Lim Soo-ho, seorang analis di sebuah lembaga pemikir yang dikelola NIS, mengatakan jika wabah virus corona berlanjut hampir sepanjang tahun 2021, ekonomi Korea Utara dapat menghadapi krisis besar yang belum lagi terlihat sejak kelaparan dahsyat yang menewaskan ratusan ribu warga Korea Utara pada 1990-an.

Pemerintah Kim telah mengakui bahwa sanksi, pandemi, dan topan serta banjir musim panas yang memusnahkan tanaman telah menciptakan "berbagai krisis". Tetapi para ahli mengatakan Cina akan membantu Korea Utara karena tidak akan membiarkan tetangganya menderita bencana kemanusiaan yang dapat menyebabkan masuknya pengungsi ke perbatasan mereka.

Rencana masa depan

Selama acara kongres, Korea Utara kemungkinan akan menyerukan "terobosan frontal" lainnya untuk meningkatkan kekuatan dalam negeri dan membangun ekonomi yang lebih mandiri. Tetapi selama pandemi berlanjut, Korea Utara harus puas dengan tujuan ekonomi sederhana sembari fokus pada upaya anti-virusnya, kata Institute for Far Eastern Studies yang berbasis di Seoul dalam sebuah laporan.
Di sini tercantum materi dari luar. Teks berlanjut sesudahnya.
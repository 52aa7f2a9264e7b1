//! Transports used by the visitor widget and the admin console: an HTTP
//! client for the deployed service and an in-process one over [`AppState`].

use std::{sync::Arc, time::Duration};

use async_trait::async_trait;
use reqwest::StatusCode;
use serde::{de::DeserializeOwned, Deserialize};
use serde_json::{json, Value};

use crate::app::AppState;
use crate::error::AppError;
use crate::types::{
    ChatSession, ChatStatus, ContactMessage, ContactReply, ContactStatus, CreatedSession, Message,
    NotificationId, NotificationReadState, Rating, RatingStats, Sender,
};

#[derive(Debug, thiserror::Error)]
pub enum ClientError {
    #[error("request failed: {0}")]
    Http(#[from] reqwest::Error),
    #[error("server responded {status}: {message}")]
    Status { status: u16, message: String },
}

impl ClientError {
    pub fn is_not_found(&self) -> bool {
        matches!(self, ClientError::Status { status: 404, .. })
    }
}

impl From<AppError> for ClientError {
    fn from(err: AppError) -> Self {
        ClientError::Status {
            status: err.status_code().as_u16(),
            message: err.to_string(),
        }
    }
}

/// Calls the visitor chat surface makes.
#[async_trait]
pub trait SupportApi: Send + Sync {
    async fn create_session(
        &self,
        user_email: &str,
        user_name: &str,
    ) -> Result<CreatedSession, ClientError>;

    async fn send_message(
        &self,
        chat_id: &str,
        content: &str,
        sender: Sender,
    ) -> Result<Message, ClientError>;

    async fn list_messages(&self, chat_id: &str) -> Result<Vec<Message>, ClientError>;

    async fn close_chat(&self, chat_id: &str) -> Result<(), ClientError>;

    async fn submit_rating(
        &self,
        chat_id: &str,
        rating: u8,
        comment: Option<&str>,
        user_email: &str,
    ) -> Result<Rating, ClientError>;
}

/// Calls the admin support console makes.
#[async_trait]
pub trait AdminApi: Send + Sync {
    async fn list_chats(&self, status: Option<ChatStatus>) -> Result<Vec<ChatSession>, ClientError>;

    async fn update_chat_status(
        &self,
        chat_id: &str,
        status: ChatStatus,
    ) -> Result<ChatSession, ClientError>;

    async fn reply_to_chat(&self, chat_id: &str, content: &str) -> Result<Message, ClientError>;

    async fn list_contacts(
        &self,
        status: Option<ContactStatus>,
    ) -> Result<Vec<ContactMessage>, ClientError>;

    async fn update_contact_status(
        &self,
        contact_id: &str,
        status: ContactStatus,
    ) -> Result<ContactMessage, ClientError>;

    async fn reply_to_contact(
        &self,
        contact_id: &str,
        message: &str,
    ) -> Result<ContactMessage, ClientError>;

    async fn ratings(&self) -> Result<(Vec<Rating>, RatingStats), ClientError>;

    async fn read_state(&self) -> Result<NotificationReadState, ClientError>;

    async fn mark_read(&self, id: &NotificationId) -> Result<(), ClientError>;

    async fn mark_all_read(&self, ids: &[NotificationId]) -> Result<(), ClientError>;
}

#[derive(Deserialize)]
struct MessagesEnvelope {
    messages: Vec<Message>,
}

#[derive(Deserialize)]
struct MessageEnvelope {
    message: Message,
}

#[derive(Deserialize)]
struct RatingEnvelope {
    rating: Rating,
}

#[derive(Deserialize)]
struct RatingsEnvelope {
    ratings: Vec<Rating>,
    stats: RatingStats,
}

#[derive(Deserialize)]
struct ChatsEnvelope {
    chats: Vec<ChatSession>,
}

#[derive(Deserialize)]
struct ChatEnvelope {
    chat: ChatSession,
}

#[derive(Deserialize)]
struct ContactsEnvelope {
    contacts: Vec<ContactMessage>,
}

#[derive(Deserialize)]
struct ContactEnvelope {
    contact: ContactMessage,
}

#[derive(Clone)]
pub struct HttpClient {
    base_url: String,
    http: reqwest::Client,
}

impl HttpClient {
    pub fn new(base_url: &str, timeout: Duration) -> Result<Self, ClientError> {
        let http = reqwest::Client::builder().timeout(timeout).build()?;
        Ok(Self {
            base_url: base_url.trim_end_matches('/').to_string(),
            http,
        })
    }

    fn url(&self, path: &str) -> String {
        format!("{}{}", self.base_url, path)
    }

    async fn get<T: DeserializeOwned>(
        &self,
        path: &str,
        query: &[(&str, &str)],
    ) -> Result<T, ClientError> {
        let response = self.http.get(self.url(path)).query(query).send().await?;
        decode(response).await
    }

    async fn post<T: DeserializeOwned>(&self, path: &str, body: Value) -> Result<T, ClientError> {
        let response = self.http.post(self.url(path)).json(&body).send().await?;
        decode(response).await
    }
}

async fn decode<T: DeserializeOwned>(response: reqwest::Response) -> Result<T, ClientError> {
    let status = response.status();
    if status.is_success() {
        return Ok(response.json::<T>().await?);
    }
    let body = response.text().await.unwrap_or_default();
    Err(ClientError::Status {
        status: status.as_u16(),
        message: error_message(status, &body),
    })
}

fn error_message(status: StatusCode, body: &str) -> String {
    serde_json::from_str::<Value>(body)
        .ok()
        .and_then(|v| {
            v.pointer("/error/message")
                .and_then(Value::as_str)
                .map(str::to_string)
        })
        .unwrap_or_else(|| {
            status
                .canonical_reason()
                .unwrap_or("unexpected response")
                .to_string()
        })
}

#[async_trait]
impl SupportApi for HttpClient {
    async fn create_session(
        &self,
        user_email: &str,
        user_name: &str,
    ) -> Result<CreatedSession, ClientError> {
        self.post(
            "/api/chat/create",
            json!({ "userEmail": user_email, "userName": user_name }),
        )
        .await
    }

    async fn send_message(
        &self,
        chat_id: &str,
        content: &str,
        sender: Sender,
    ) -> Result<Message, ClientError> {
        let envelope: MessageEnvelope = self
            .post(
                "/api/chat/send",
                json!({ "chatId": chat_id, "content": content, "sender": sender }),
            )
            .await?;
        Ok(envelope.message)
    }

    async fn list_messages(&self, chat_id: &str) -> Result<Vec<Message>, ClientError> {
        let envelope: MessagesEnvelope = self.get("/api/chat/send", &[("chatId", chat_id)]).await?;
        Ok(envelope.messages)
    }

    async fn close_chat(&self, chat_id: &str) -> Result<(), ClientError> {
        let _: Value = self
            .post("/api/chat/close", json!({ "chatId": chat_id }))
            .await?;
        Ok(())
    }

    async fn submit_rating(
        &self,
        chat_id: &str,
        rating: u8,
        comment: Option<&str>,
        user_email: &str,
    ) -> Result<Rating, ClientError> {
        let envelope: RatingEnvelope = self
            .post(
                "/api/chat/rating",
                json!({
                    "chatId": chat_id,
                    "rating": rating,
                    "comment": comment.unwrap_or_default(),
                    "userEmail": user_email
                }),
            )
            .await?;
        Ok(envelope.rating)
    }
}

#[async_trait]
impl AdminApi for HttpClient {
    async fn list_chats(&self, status: Option<ChatStatus>) -> Result<Vec<ChatSession>, ClientError> {
        let query = status
            .map(|s| vec![("status", s.as_str())])
            .unwrap_or_default();
        let envelope: ChatsEnvelope = self.get("/api/admin/chats", &query).await?;
        Ok(envelope.chats)
    }

    async fn update_chat_status(
        &self,
        chat_id: &str,
        status: ChatStatus,
    ) -> Result<ChatSession, ClientError> {
        let envelope: ChatEnvelope = self
            .post(
                "/api/admin/chats/update",
                json!({ "chatId": chat_id, "status": status }),
            )
            .await?;
        Ok(envelope.chat)
    }

    async fn reply_to_chat(&self, chat_id: &str, content: &str) -> Result<Message, ClientError> {
        self.send_message(chat_id, content, Sender::Support).await
    }

    async fn list_contacts(
        &self,
        status: Option<ContactStatus>,
    ) -> Result<Vec<ContactMessage>, ClientError> {
        let query = status
            .map(|s| vec![("status", s.as_str())])
            .unwrap_or_default();
        let envelope: ContactsEnvelope = self.get("/api/contact", &query).await?;
        Ok(envelope.contacts)
    }

    async fn update_contact_status(
        &self,
        contact_id: &str,
        status: ContactStatus,
    ) -> Result<ContactMessage, ClientError> {
        let envelope: ContactEnvelope = self
            .post(
                "/api/contact/update",
                json!({ "contactId": contact_id, "status": status }),
            )
            .await?;
        Ok(envelope.contact)
    }

    async fn reply_to_contact(
        &self,
        contact_id: &str,
        message: &str,
    ) -> Result<ContactMessage, ClientError> {
        let envelope: ContactEnvelope = self
            .post(
                "/api/contact/reply",
                json!({ "contactId": contact_id, "message": message }),
            )
            .await?;
        Ok(envelope.contact)
    }

    async fn ratings(&self) -> Result<(Vec<Rating>, RatingStats), ClientError> {
        let envelope: RatingsEnvelope = self.get("/api/chat/rating", &[]).await?;
        Ok((envelope.ratings, envelope.stats))
    }

    async fn read_state(&self) -> Result<NotificationReadState, ClientError> {
        self.get("/api/notifications/status", &[]).await
    }

    async fn mark_read(&self, id: &NotificationId) -> Result<(), ClientError> {
        let _: Value = self
            .post(
                "/api/notifications/mark-read",
                json!({ "notificationId": id }),
            )
            .await?;
        Ok(())
    }

    async fn mark_all_read(&self, ids: &[NotificationId]) -> Result<(), ClientError> {
        let _: Value = self
            .post(
                "/api/notifications/mark-all-read",
                json!({ "notificationIds": ids }),
            )
            .await?;
        Ok(())
    }
}

/// Same calls served in-process, for embedding the widget or console next
/// to the service without a network hop.
#[derive(Clone)]
pub struct LocalClient {
    state: Arc<AppState>,
}

impl LocalClient {
    pub fn new(state: Arc<AppState>) -> Self {
        Self { state }
    }
}

#[async_trait]
impl SupportApi for LocalClient {
    async fn create_session(
        &self,
        user_email: &str,
        user_name: &str,
    ) -> Result<CreatedSession, ClientError> {
        Ok(self
            .state
            .engine
            .create_session(Some(user_email), Some(user_name))
            .await?)
    }

    async fn send_message(
        &self,
        chat_id: &str,
        content: &str,
        sender: Sender,
    ) -> Result<Message, ClientError> {
        Ok(self
            .state
            .engine
            .append_message(chat_id, content, sender)
            .await?)
    }

    async fn list_messages(&self, chat_id: &str) -> Result<Vec<Message>, ClientError> {
        Ok(self.state.engine.list_messages(chat_id).await?)
    }

    async fn close_chat(&self, chat_id: &str) -> Result<(), ClientError> {
        self.state.engine.close(chat_id).await?;
        Ok(())
    }

    async fn submit_rating(
        &self,
        chat_id: &str,
        rating: u8,
        comment: Option<&str>,
        user_email: &str,
    ) -> Result<Rating, ClientError> {
        Ok(self
            .state
            .engine
            .submit_rating(chat_id, rating, comment, Some(user_email))
            .await?)
    }
}

#[async_trait]
impl AdminApi for LocalClient {
    async fn list_chats(&self, status: Option<ChatStatus>) -> Result<Vec<ChatSession>, ClientError> {
        Ok(self.state.engine.list_chats(status, None).await?)
    }

    async fn update_chat_status(
        &self,
        chat_id: &str,
        status: ChatStatus,
    ) -> Result<ChatSession, ClientError> {
        Ok(self.state.engine.update_status(chat_id, status).await?)
    }

    async fn reply_to_chat(&self, chat_id: &str, content: &str) -> Result<Message, ClientError> {
        self.send_message(chat_id, content, Sender::Support).await
    }

    async fn list_contacts(
        &self,
        status: Option<ContactStatus>,
    ) -> Result<Vec<ContactMessage>, ClientError> {
        Ok(self.state.engine.store().list_contacts(status, None).await?)
    }

    async fn update_contact_status(
        &self,
        contact_id: &str,
        status: ContactStatus,
    ) -> Result<ContactMessage, ClientError> {
        self.state
            .engine
            .store()
            .update_contact(contact_id, Some(status), None)
            .await?
            .ok_or_else(|| AppError::ContactNotFound(contact_id.to_string()).into())
    }

    async fn reply_to_contact(
        &self,
        contact_id: &str,
        message: &str,
    ) -> Result<ContactMessage, ClientError> {
        let message = message.trim();
        if message.is_empty() {
            return Err(AppError::Validation("message is required".into()).into());
        }
        let reply = ContactReply {
            id: uuid::Uuid::new_v4().to_string(),
            message: message.to_string(),
            author: "support".to_string(),
            created_at: chrono::Utc::now(),
        };
        self.state
            .engine
            .store()
            .add_contact_reply(contact_id, reply)
            .await?
            .ok_or_else(|| AppError::ContactNotFound(contact_id.to_string()).into())
    }

    async fn ratings(&self) -> Result<(Vec<Rating>, RatingStats), ClientError> {
        Ok(self.state.engine.ratings().await?)
    }

    async fn read_state(&self) -> Result<NotificationReadState, ClientError> {
        Ok(self.state.notifier.read_state().await?)
    }

    async fn mark_read(&self, id: &NotificationId) -> Result<(), ClientError> {
        self.state.notifier.mark_as_read(&id.to_string()).await?;
        Ok(())
    }

    async fn mark_all_read(&self, ids: &[NotificationId]) -> Result<(), ClientError> {
        let known = ids.iter().map(ToString::to_string).collect::<Vec<_>>();
        self.state.notifier.mark_all_as_read(&known).await?;
        Ok(())
    }
}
Korea Utara dengan gigih mengklaim negaranya bebas dari virus corona, namun pakar luar sangat skeptis terhadap klaim tersebut. Tetapi mereka setuju bahwa negara tersebut belum mengalami wabah yang meluas.

"Mengapa mereka meningkatkan langkah anti-epidemi jika mereka benar-benar tidak memiliki pasien? Itu tidak masuk akal," kata Kim Sin-gon, seorang profesor di Sekolah Tinggi Kedokteran Universitas Korea di Seoul. 

Infrastruktur perawatan kesehatan umum Korea Utara masih berantakan, dengan banyak rumah sakit masih menggunakan peralatan yang sudah ada sejak 1960-an dan 1970-an. Hal ini membuat para pejabat Korea Utara tetap waspada karena "mereka tahu mereka akan menderita beban yang luar biasa jika mereka sedikit menurunkan kewaspadaan," kata Kang Young-sil, seorang analis di Universitas Kajian Korea Utara di Seoul.